Ecco perché Zoff non sarà mai spettacolare come Albertosi ma pratico, quasi noioso nel suo interpretare quel ruolo da solitario.

E solo a traguardo raggiunto, che sia un raccolto oppure una ricostruzione, il friulano si lascia andare, diventa amante della buona compagnia e del buon bicchiere.

Ecco perché non c’è da stupirsi di una foto di Dino Zoff in discoteca ma solo dopo un campionato vinto, oppure seduto a giocare a scopone con una Coppa del Mondo sul tavolo.
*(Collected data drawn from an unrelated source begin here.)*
//! Supported book categories.

use std::fmt;
use std::str::FromStr;

/// Raised when a category tag is outside the supported set.
#[derive(Debug, Clone, PartialEq, Eq, thiserror::Error)]
#[error("Unknown category: {0}")]
pub struct UnknownCategory(pub String);

/// Topic a book is filed under.
///
/// The set is closed: catalog records with any other topic are rejected at
/// load time, and filter requests for other tags fail with [`UnknownCategory`].
#[derive(Debug, Clone, Copy, PartialEq, Eq, Hash, PartialOrd, Ord)]
pub enum Category {
    Business,
    Education,
    Fiction,
    History,
    Science,
    Technology,
}

impl Category {
    /// Every supported category, in declaration order.
    pub const ALL: [Category; 6] = [
        Category::Business,
        Category::Education,
        Category::Fiction,
        Category::History,
        Category::Science,
        Category::Technology,
    ];

    /// Lowercase tag used on the wire and in catalog files.
    pub fn as_str(&self) -> &'static str {
        match self {
            Category::Business => "business",
            Category::Education => "education",
            Category::Fiction => "fiction",
            Category::History => "history",
            Category::Science => "science",
            Category::Technology => "technology",
        }
    }
}

impl fmt::Display for Category {
    fn fmt(&self, f: &mut fmt::Formatter<'_>) -> fmt::Result {
        f.write_str(self.as_str())
    }
}

impl FromStr for Category {
    type Err = UnknownCategory;

    /// Parses a tag case-insensitively, ignoring surrounding whitespace.
    fn from_str(s: &str) -> Result<Self, Self::Err> {
        let tag = s.trim();
        Category::ALL
            .into_iter()
            .find(|c| c.as_str().eq_ignore_ascii_case(tag))
            .ok_or_else(|| UnknownCategory(s.to_string()))
    }
}

#[cfg(test)]
mod tests {
    use super::*;

    #[test]
    fn test_parse_known_tags() {
        assert_eq!("education".parse(), Ok(Category::Education));
        assert_eq!("  Fiction ".parse(), Ok(Category::Fiction));
        assert_eq!("TECHNOLOGY".parse(), Ok(Category::Technology));
    }

    #[test]
    fn test_parse_unknown_tag() {
        let err = "cooking".parse::<Category>().unwrap_err();
        assert_eq!(err, UnknownCategory("cooking".to_string()));
        assert_eq!(err.to_string(), "Unknown category: cooking");
    }

    #[test]
    fn test_round_trip_all() {
        for category in Category::ALL {
            assert_eq!(category.as_str().parse::<Category>(), Ok(category));
        }
    }
}
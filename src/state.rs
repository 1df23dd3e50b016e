//! Shared application state injected into every handler.

use std::sync::Arc;

use crate::application::services::{
    CatalogService, CheckoutService, DownloadService, PurchaseService,
};
use crate::infrastructure::persistence::{InMemoryCatalogRepository, InMemoryPurchaseRepository};
use crate::infrastructure::storage::BookStorage;

pub type Catalog = InMemoryCatalogRepository;
pub type Ledger = InMemoryPurchaseRepository;

/// Services and settings shared by all request handlers.
///
/// Cheap to clone: every field is reference-counted or `Copy`.
#[derive(Clone)]
pub struct AppState {
    pub catalog_service: Arc<CatalogService<Catalog>>,
    pub purchase_service: Arc<PurchaseService<Catalog, Ledger>>,
    pub checkout_service: Arc<CheckoutService<Catalog, Ledger>>,
    pub download_service: Arc<DownloadService<Catalog, Ledger>>,
    pub storage: Arc<dyn BookStorage>,
    /// `max_count` used by the trending endpoint when the query omits it.
    pub trending_default_count: usize,
}

impl AppState {
    /// Wires services around a loaded catalog, a ledger and book storage.
    pub fn new(
        catalog: Arc<Catalog>,
        ledger: Arc<Ledger>,
        storage: Arc<dyn BookStorage>,
        trending_default_count: usize,
        download_requires_receipt: bool,
    ) -> Self {
        let catalog_service = Arc::new(CatalogService::new(catalog.clone()));
        let purchase_service = Arc::new(PurchaseService::new(catalog, ledger));
        let checkout_service = Arc::new(CheckoutService::new(purchase_service.clone()));
        let download_service = Arc::new(DownloadService::new(
            catalog_service.clone(),
            purchase_service.clone(),
            storage.clone(),
            download_requires_receipt,
        ));

        Self {
            catalog_service,
            purchase_service,
            checkout_service,
            download_service,
            storage,
            trending_default_count,
        }
    }
}
//! Billing information submitted at checkout.

/// Postal address a purchase is billed to.
///
/// Fields are optional because checkout payloads may omit them; the checkout
/// validator decides which ones are required.
#[derive(Debug, Clone, Default, PartialEq, Eq)]
pub struct BillingAddress {
    pub street: Option<String>,
    pub city: Option<String>,
    pub state: Option<String>,
    pub postal_code: Option<String>,
    pub country: Option<String>,
}

/// Buyer details for a single checkout.
#[derive(Debug, Clone, Default, PartialEq, Eq)]
pub struct BillingInfo {
    pub first_name: Option<String>,
    pub last_name: Option<String>,
    pub billing_address: BillingAddress,
}

impl BillingInfo {
    pub fn new(
        first_name: Option<String>,
        last_name: Option<String>,
        billing_address: BillingAddress,
    ) -> Self {
        Self {
            first_name,
            last_name,
            billing_address,
        }
    }
}
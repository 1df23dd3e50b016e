//! Purchase recording service.

use std::collections::HashSet;
use std::sync::Arc;

use crate::application::services::catalog_service::book_not_found;
use crate::domain::entities::{BillingAddress, BookId, Buyer, NewPurchase, Purchase};
use crate::domain::repositories::{CatalogRepository, PurchaseRepository, SalesSummary};
use crate::error::AppError;
use crate::utils::receipt_code::generate_receipt_code;
use serde_json::json;

/// Service that turns validated checkout data into recorded purchases.
///
/// Card details never reach this service, so they can never end up in the
/// ledger.
pub struct PurchaseService<C: CatalogRepository, P: PurchaseRepository> {
    catalog_repository: Arc<C>,
    purchase_repository: Arc<P>,
}

impl<C: CatalogRepository, P: PurchaseRepository> PurchaseService<C, P> {
    /// Creates a new purchase service.
    pub fn new(catalog_repository: Arc<C>, purchase_repository: Arc<P>) -> Self {
        Self {
            catalog_repository,
            purchase_repository,
        }
    }

    /// Records a purchase of `book_ids` for the given buyer.
    ///
    /// Assumes the billing information was already validated. Duplicate ids
    /// collapse to their first occurrence; the total is the sum of the
    /// distinct books' prices, rounded to cents.
    ///
    /// # All or nothing
    ///
    /// Every id is resolved against the catalog before anything is written.
    /// If one id is unknown, nothing is recorded.
    ///
    /// # Errors
    ///
    /// Returns [`AppError::Validation`] if `book_ids` is empty.
    /// Returns [`AppError::NotFound`] with kind `book_not_found` for the first
    /// unknown id.
    /// Returns [`AppError::Internal`] if no receipt code can be generated or on
    /// repository errors.
    pub async fn purchase_books(
        &self,
        first_name: &str,
        last_name: &str,
        billing_address: &BillingAddress,
        book_ids: &[BookId],
    ) -> Result<Purchase, AppError> {
        if book_ids.is_empty() {
            return Err(AppError::bad_request(
                "At least one book must be purchased",
                json!({ "field": "book_ids" }),
            ));
        }

        let mut seen = HashSet::with_capacity(book_ids.len());
        let unique_ids: Vec<BookId> = book_ids
            .iter()
            .copied()
            .filter(|id| seen.insert(*id))
            .collect();

        let mut total_cents: i64 = 0;
        for &book_id in &unique_ids {
            let book = self
                .catalog_repository
                .find_by_id(book_id)
                .await?
                .ok_or_else(|| book_not_found(book_id))?;

            total_cents = total_cents
                .checked_add(price_in_cents(book.price_usd))
                .ok_or_else(|| {
                    AppError::internal(
                        "Order total is out of range",
                        json!({ "book_id": book_id }),
                    )
                })?;
        }

        let receipt = self.generate_unique_receipt().await?;

        let new_purchase = NewPurchase {
            receipt,
            buyer: Buyer {
                first_name: first_name.trim().to_string(),
                last_name: last_name.trim().to_string(),
                billing_address: billing_address.clone(),
            },
            book_ids: unique_ids,
            total_usd: total_cents as f64 / 100.0,
        };

        let purchase = self.purchase_repository.record(new_purchase).await?;

        tracing::info!(
            purchase_id = purchase.id,
            books = purchase.book_ids.len(),
            total_usd = purchase.total_usd,
            "Purchase recorded"
        );

        Ok(purchase)
    }

    /// Looks up a purchase by receipt code.
    ///
    /// # Errors
    ///
    /// Returns [`AppError::Internal`] on repository errors.
    pub async fn find_by_receipt(&self, receipt: &str) -> Result<Option<Purchase>, AppError> {
        self.purchase_repository.find_by_receipt(receipt).await
    }

    /// Returns purchase totals and per-book sales counts.
    ///
    /// # Errors
    ///
    /// Returns [`AppError::Internal`] on repository errors.
    pub async fn sales_summary(&self) -> Result<SalesSummary, AppError> {
        self.purchase_repository.sales_summary().await
    }

    /// Generates a receipt code not yet used in the ledger.
    ///
    /// Attempts up to 10 times before failing.
    async fn generate_unique_receipt(&self) -> Result<String, AppError> {
        const MAX_ATTEMPTS: usize = 10;

        for _ in 0..MAX_ATTEMPTS {
            let receipt = generate_receipt_code().map_err(|e| {
                AppError::internal(
                    "Failed to generate receipt code",
                    json!({ "reason": e.to_string() }),
                )
            })?;

            if self
                .purchase_repository
                .find_by_receipt(&receipt)
                .await?
                .is_none()
            {
                return Ok(receipt);
            }
        }

        Err(AppError::internal(
            "Failed to generate unique receipt code",
            json!({ "reason": "Too many collisions" }),
        ))
    }
}

/// Converts a price to whole cents. Out-of-range prices saturate.
fn price_in_cents(price_usd: f64) -> i64 {
    (price_usd * 100.0).round() as i64
}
Il friulano, però. è anche malinconico, capace di assaporare il frutto del suo lavoro ma perspicace nel sapere che è passeggero, che alcuni momenti sono irrepetibili e forse vanno gustati intimamente.

Ecco perché gente come Zoff e Scirea, che friulano non lo è se non nel carattere, preferiscono rimanere in camera, con i loro pensieri e la loro gioia, da freschi Campioni del mondo.

E di lui, di Dino Mito, rimarranno i silenzi senza polemiche dopo insulti e sospetti per un goal preso, testa bassa a lavorare ancora di più, a ricostruire, riconquistare, come nella storia della sua terra.

E rimarranno le immagini di un friulano tipico: la sobrietà dei gesti e degli atteggiamenti, in una partita rimasta alla storia, dopo aver trattenuto un pallone sulla linea della porta all’ultimo minuto.

Perché in fin dei conti ha solo fatto il suo dovere.

E quel sorriso appena accennato, sobrio ma felice, del contadino che ha portato a termine il raccolto e lo mostra fiero, biondo come l’oro di una Coppa del mondo o un fascio di grano è lo stesso.

Perché Dino Zoff è semplicemente un friulano che ha fatto nella vita quello che va fatto.